New brass removing jacket material during seating?

spotstalkshoot

Well-known member
I have some 29 gr kindler .050 boattails that are being damaged during seating op. Brass is new nickel R/P outside neck measures .192 av before and after neck size. Inside neck .170. Neck wall varies from .010-013. My 556 formed brass av .196 after neck size, inside .170,.011-012 thick and is not scaping jackets. Why are the inside same but outside no change is this new brass not sizing?
 
Originally Posted By: spotstalkshootI have some 29 gr Kindler .050 boat tails that are being damaged during seating op. Brass is new nickel R/P outside neck measures .192 av before and after neck size. Inside neck .170. Neck wall varies from .010-013. My 556 formed brass av .196 after neck size, inside .170,.011-012 thick and is not scraping jackets. Why are the inside same but outside no change is this new brass not sizing?

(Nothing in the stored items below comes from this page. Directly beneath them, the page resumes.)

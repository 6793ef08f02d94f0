use axum::routing::{get, post};
use axum::Router;

use crate::handlers::submissions;
use crate::state::AppState;

/// Routes mounted at `/submissions`.
///
/// ```text
/// POST   /                -> create_submission
/// GET    /{id}            -> get_submission
/// ```
pub fn router() -> Router<AppState> {
    Router::new()
        .route("/", post(submissions::create_submission))
        .route("/{id}", get(submissions::get_submission))
}
//! Subprocess spawning with a timeout.
//!
//! [`run_process`] spawns a [`ProcessSpec`], captures stdout/stderr and
//! enforces the timeout. It reports the raw exit information; deciding
//! whether a non-zero exit is a controlled failure is the caller's job.

use std::os::unix::process::ExitStatusExt;
use std::path::PathBuf;
use std::process::Stdio;
use std::time::{Duration, Instant};

use tokio::io::{AsyncRead, AsyncReadExt};
use tokio::process::Command;

use super::command::CommandLine;

/// Maximum stdout or stderr size captured per stream (10 MiB).
const MAX_OUTPUT_BYTES: usize = 10 * 1024 * 1024;

/// Everything needed to spawn one task process.
#[derive(Debug, Clone)]
pub struct ProcessSpec {
    pub command: CommandLine,
    pub working_directory: PathBuf,
    pub env_vars: Vec<(String, String)>,
    /// Maximum wall-clock time before the process is killed.
    pub timeout: Duration,
}

/// Captured output from a process that ran to exit.
#[derive(Debug, Clone)]
pub struct ProcessOutput {
    pub stdout: String,
    pub stderr: String,
    /// Exit code, `None` when the process was terminated by a signal.
    pub exit_code: Option<i32>,
    /// Terminating signal, if any.
    pub signal: Option<i32>,
    pub duration_ms: u64,
}

/// Failures that prevented the process from running to exit.
#[derive(Debug, thiserror::Error)]
pub enum ProcessError {
    #[error("Executable not found: {0}")]
    NotFound(String),

    #[error("Permission denied: {0}")]
    PermissionDenied(String),

    #[error("Process timed out after {elapsed_ms}ms")]
    Timeout { elapsed_ms: u64 },

    #[error("I/O error: {0}")]
    Io(#[from] std::io::Error),
}

/// Spawn the process described by `spec` and wait for it, bounded by
/// `spec.timeout`. The child is killed if the timeout fires.
pub async fn run_process(spec: ProcessSpec) -> Result<ProcessOutput, ProcessError> {
    let mut cmd = Command::new(&spec.command.program);
    cmd.args(&spec.command.args)
        .current_dir(&spec.working_directory)
        .stdin(Stdio::null())
        .stdout(Stdio::piped())
        .stderr(Stdio::piped())
        .kill_on_drop(true);
    for (key, value) in &spec.env_vars {
        cmd.env(key, value);
    }

    let start = Instant::now();
    let mut child = cmd.spawn().map_err(|e| match e.kind() {
        std::io::ErrorKind::NotFound => ProcessError::NotFound(spec.command.program.clone()),
        std::io::ErrorKind::PermissionDenied => {
            ProcessError::PermissionDenied(spec.command.program.clone())
        }
        _ => ProcessError::Io(e),
    })?;

    let stdout_task = tokio::spawn(read_stream(child.stdout.take()));
    let stderr_task = tokio::spawn(read_stream(child.stderr.take()));

    match tokio::time::timeout(spec.timeout, child.wait()).await {
        Ok(Ok(status)) => {
            let duration_ms = start.elapsed().as_millis() as u64;
            let stdout = stdout_task.await.unwrap_or_default();
            let stderr = stderr_task.await.unwrap_or_default();
            Ok(ProcessOutput {
                stdout: String::from_utf8_lossy(&stdout).into_owned(),
                stderr: String::from_utf8_lossy(&stderr).into_owned(),
                exit_code: status.code(),
                signal: status.signal(),
                duration_ms,
            })
        }
        Ok(Err(e)) => Err(ProcessError::Io(e)),
        Err(_elapsed) => {
            // Dropping `child` kills it (kill_on_drop).
            drop(child);
            stdout_task.abort();
            stderr_task.abort();
            Err(ProcessError::Timeout {
                elapsed_ms: start.elapsed().as_millis() as u64,
            })
        }
    }
}

/// Read an entire output stream into a byte buffer, capped at [`MAX_OUTPUT_BYTES`].
///
/// Output past the cap is drained and discarded so the pipe stays open until
/// the process exits.
async fn read_stream<R: AsyncRead + Unpin>(handle: Option<R>) -> Vec<u8> {
    let mut buf = Vec::new();
    if let Some(mut h) = handle {
        let _ = (&mut h)
            .take(MAX_OUTPUT_BYTES as u64)
            .read_to_end(&mut buf)
            .await;
        let _ = tokio::io::copy(&mut h, &mut tokio::io::sink()).await;
    }
    buf
}

// ---------------------------------------------------------------------------
// Tests
// ---------------------------------------------------------------------------

#[cfg(test)]
mod tests {
    use super::*;

    fn spec(program: &str, args: &[&str], dir: &std::path::Path, timeout: Duration) -> ProcessSpec {
        ProcessSpec {
            command: CommandLine {
                program: program.into(),
                args: args.iter().map(|a| a.to_string()).collect(),
            },
            working_directory: dir.to_path_buf(),
            env_vars: vec![],
            timeout,
        }
    }

    #[tokio::test]
    async fn captures_stdout_and_exit_code() {
        let dir = tempfile::tempdir().expect("create temp dir");
        let out = run_process(spec("sh", &["-c", "echo hello"], dir.path(), Duration::from_secs(5)))
            .await
            .expect("run");
        assert_eq!(out.exit_code, Some(0));
        assert_eq!(out.stdout.trim(), "hello");
        assert!(out.signal.is_none());
    }

    #[tokio::test]
    async fn nonzero_exit_is_reported_not_errored() {
        let dir = tempfile::tempdir().expect("create temp dir");
        let out = run_process(spec(
            "sh",
            &["-c", "echo oops >&2; exit 42"],
            dir.path(),
            Duration::from_secs(5),
        ))
        .await
        .expect("run");
        assert_eq!(out.exit_code, Some(42));
        assert!(out.stderr.contains("oops"));
    }

    #[tokio::test]
    async fn output_past_the_cap_is_discarded_without_killing_the_process() {
        let dir = tempfile::tempdir().expect("create temp dir");
        let out = run_process(spec(
            "sh",
            &["-c", "head -c 11000000 /dev/zero"],
            dir.path(),
            Duration::from_secs(30),
        ))
        .await
        .expect("run");
        assert_eq!(out.signal, None);
        assert_eq!(out.exit_code, Some(0));
        assert_eq!(out.stdout.len(), MAX_OUTPUT_BYTES);
    }

    #[tokio::test]
    async fn killed_by_signal_has_no_exit_code() {
        let dir = tempfile::tempdir().expect("create temp dir");
        let out = run_process(spec("sh", &["-c", "kill -9 $$"], dir.path(), Duration::from_secs(5)))
            .await
            .expect("run");
        assert_eq!(out.exit_code, None);
        assert_eq!(out.signal, Some(9));
    }

    #[tokio::test]
    async fn runs_in_working_directory_with_env() {
        let dir = tempfile::tempdir().expect("create temp dir");
        let mut s = spec(
            "sh",
            &["-c", "echo $MY_VAR > marker.txt"],
            dir.path(),
            Duration::from_secs(5),
        );
        s.env_vars.push(("MY_VAR".into(), "hello_world".into()));
        run_process(s).await.expect("run");
        let marker = std::fs::read_to_string(dir.path().join("marker.txt")).expect("marker");
        assert_eq!(marker.trim(), "hello_world");
    }

    #[tokio::test]
    async fn missing_executable_is_not_found() {
        let dir = tempfile::tempdir().expect("create temp dir");
        let result = run_process(spec(
            "/nonexistent/binary",
            &[],
            dir.path(),
            Duration::from_secs(5),
        ))
        .await;
        assert!(matches!(result, Err(ProcessError::NotFound(_))));
    }

    #[tokio::test]
    async fn timeout_kills_process() {
        let dir = tempfile::tempdir().expect("create temp dir");
        let result = run_process(spec(
            "sh",
            &["-c", "sleep 60"],
            dir.path(),
            Duration::from_millis(200),
        ))
        .await;
        assert!(matches!(result, Err(ProcessError::Timeout { .. })));
    }
}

The sharp edge of the neck can score bullets - I have pulled 30 calibre match bullet fron brass that was chamfered with a 14° VLD Chamfer tool... and nickel is harder than brass or gilding (jacket) metal.

I do not chamfer anymore - I usse the Lyman "M" die, but they don't make it in .17 cal.

If you can find anything that is conical at the point, and use it to make a light flair to the mouth, that will solve the problem.

Also, backwards chamfering can work too. (turn the tool counter-clockwise in the mouth).
 
May take a little time to make something to flare the mouth. I annealed 10, ran them back through the neck sizer, they are now .194 . Loaded three felt smooth during seating. Will see how they shoot before more loading. Thanks I know I have learned more from you guys, my groups get smaller and more consistent.
 
Another thing to watch for is a concentric ring around the ogive of the bullet from the seater stem after seating a bullet. This is usually caused by excessive neck tension and as others have said can be remedied by annealing. Is this a 17 rem or 17-223? The nickel cases makes me think 17 rem but the formed 556 makes me think the latter.
 
Originally Posted By: K_V_VAnother thing to watch for is a concentric ring around the ogive of the bullet from the seater stem after seating a bullet. This is usually caused by excessive neck tension and as others have said can be remedied by annealing. Is this a 17 rem or 17-223? The nickel cases makes me think 17 rem but the formed 556 makes me think the latter.


The concentric ring is caused by the sharp edge of the mouth of the seating stem - it can be polished to a rounded edge, with a bullet and some very fine valve grinding paste or #600 wet-n-dry carbide paper.
 
Cal. 17 rem,556 brass I purchased for 25/100 formed to 17rem. Nickled brass New bulk from powder valley 45/100. The 556 to shoot through my ar15 in the winter ( so I don't need to search for brass in snow ). After talking to Todd Kindler I bore paste my old(1985) rem 700. I shot some Kindlers loaded in the formed brass and they were all under 1moa, so I decided to try the factory brass. That's when the seating issue occurred. Shot the 3 annealed .359, 3 non-annealed .313,556 brass .530 the 2 rounds with the visible scraped jackets about .56 apart but velocity much lower. Scope is a straight 6 Leupold so I feel good about the way it is performing.
 
use a very, very deep chamfer on 17's, not just a deburr!

Lubing the inside of the necks with motor mica will help, Hornady sells the tool and mica, cheap fix.

Non constant neck tension will kill accuracy on a 17, which drove me insane. I finally ordered a turn neck reamer and turned the necks on my brass. The results were some of the most dramatic in my reloading career. I instantly started shooting groups were all the bullets were touching in the group.